Line is mutable. Lines are modified in place on every keystroke. Creating a new Line object per character would generate significant garbage in a hot path. Mutability is safe here because the buffer fully controls line ownership — lines in scrollback are never modified after being pushed off the screen (a copy is made via the copy constructor before adding to scrollback).

scrollUp() is the single growth point for scrollback. All operations that cause lines to leave the screen — write() wrapping past the last row, insert() cascade overflow, and insertEmptyLine() — go through scrollUp(). This keeps the eviction and capacity logic in one place.

Logical row indexing across scrollback and screen. Content access methods use a single logical row index where 0 is the oldest scrollback line and scrollbackSize + N is screen row N. This gives callers a uniform way to address the entire buffer history without needing to know which region a row lives in.

advanceCursor() is extracted as a private method. Both write() and insert() share identical cursor advance logic. Extracting it removes the duplication and ensures both operations stay consistent if the wrapping behavior ever changes.

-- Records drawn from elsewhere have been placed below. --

//! # aerie
//!
//! Runs an analysis pipeline. Without a nest file the builtin demo is
//! assembled:
//!
//! ```text
//! CountingSource ─▶ PrescaleModule ─▶ BagDumpModule
//! ```
//!
//! Parameters can be overridden with `AERIE_PARAM__<service>__<parameter>`
//! environment variables, e.g. `AERIE_PARAM__prescale__prescale=10`.

use std::path::PathBuf;

use anyhow::{Context, Result};
use clap::Parser;
use tracing::info;

use aerie_pipeline::Direction;
use aerie_runtime::{load_nest_file, Nest, RuntimeConfig};
use aerie_telemetry::{encode_metrics, init_telemetry, TelemetryConfig};

/// aerie: modular event-processing runtime
#[derive(Parser, Debug)]
#[command(name = "aerie")]
#[command(about = "Run an aerie analysis pipeline")]
struct Args {
    /// Nest file describing the services (default: builtin demo pipeline)
    #[arg(short, long)]
    config: Option<PathBuf>,

    /// Main loop to execute
    #[arg(short, long)]
    main_loop: Option<String>,

    /// Walk the source backwards
    #[arg(long)]
    reverse: bool,

    /// Number of bags emitted by the demo source
    #[arg(long, default_value = "100")]
    count: i32,

    /// Keep one demo bag out of every N
    #[arg(long, default_value = "10")]
    prescale: i32,

    /// Print the assembled configuration before running
    #[arg(long)]
    dump_config: bool,

    /// Print the Prometheus metrics after the run
    #[arg(long)]
    metrics: bool,
}

fn assemble_demo(nest: &mut Nest, args: &Args) -> Result<()> {
    nest.add_service("CountingSource", "source")?.set("count", args.count)?;
    nest.add_service("PrescaleModule", "prescale")?
        .set("prescale", args.prescale)?;
    nest.add_service("BagDumpModule", "dump")?;
    nest.add_service("SequentialMainLoop", "main")?
        .set("source", "source")?
        .set("modulechain", vec!["prescale".to_string(), "dump".to_string()])?;
    Ok(())
}

fn main() -> Result<()> {
    let args = Args::parse();
    let _telemetry =
        init_telemetry(TelemetryConfig::from_env()).context("Failed to initialize telemetry")?;
    let runtime = RuntimeConfig::from_env();

    let mut nest = Nest::new();
    match args.config.as_ref().or(runtime.nest_file.as_ref()) {
        Some(path) => {
            load_nest_file(&mut nest, path)
                .with_context(|| format!("Failed to load nest file {}", path.display()))?;
        }
        None => assemble_demo(&mut nest, &args)?,
    }

    let applied = nest.apply_overrides(&runtime.override_prefix, runtime.overrides_from_env())?;
    if applied > 0 {
        info!("Applied {} parameter overrides from the environment", applied);
    }

    if args.dump_config || runtime.dump_config {
        let mut dump = String::new();
        nest.dump_ini(&mut dump)?;
        println!("{dump}");
    }

    nest.configure().context("Configuration failed")?;

    let main_loop = args.main_loop.clone().unwrap_or(runtime.main_loop);
    let direction = if args.reverse {
        Direction::Reverse
    } else {
        runtime.direction
    };
    let stats = nest
        .execute_main_loop(&main_loop, direction)
        .with_context(|| format!("Main loop '{main_loop}' failed"))?;
    nest.finish()?;

    println!("run:        {}", nest.run_id());
    println!("fetched:    {}", stats.fetched);
    println!("completed:  {}", stats.completed);
    println!("filtered:   {}", stats.filtered);
    println!("terminated: {}", stats.terminated);

    if args.metrics {
        print!("{}", encode_metrics()?);
    }
    Ok(())
}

Trade-offs and known limitations

getLine() iterates the deque. ArrayDeque does not support O(1) index access. Every call to getChar(), getAttrsAt(), or getLineText() for a scrollback row iterates from the front of the deque. For a scrollback of thousands of lines this becomes O(n) per access. A better structure would be an ArrayList with a start-index pointer to simulate a circular buffer — O(1) random access with O(1) amortized eviction from the front.

Color is modeled as a hex string. The current Color class stores colors as RGB hex strings, which is intuitive but couples the model to a display format. A cleaner model would store the ANSI color index (0–15) as an integer and leave hex conversion to the rendering layer. This also makes equality checks slightly cheaper.

Possible improvements

  • Replace ArrayDeque<Line> with an ArrayList<Line> and a rolling start index for O(1) scrollback access.
  • Add wide character support with a cellWidth field on Cell and corresponding handling in Line.insertCellAt() and TerminalBuffer.advanceCursor().
  • Add resize(int newWidth, int newHeight) with a chosen re-flow strategy (e.g. rewrap content to the new width).
  • Move tests into separate packages (buffer for unit tests of Line, Cell etc. and buffer.integration for TerminalBuffer tests) to reflect the distinction between unit and integration-level tests.
  • Add 256-color and RGB color support by extending the Color model with additional subclasses alongside Standard.

About

Terminal text buffer implementation — a grid-based data structure for storing and manipulating terminal screen content, including scrollback history, cursor management, and cell-level attributes (colors, styles).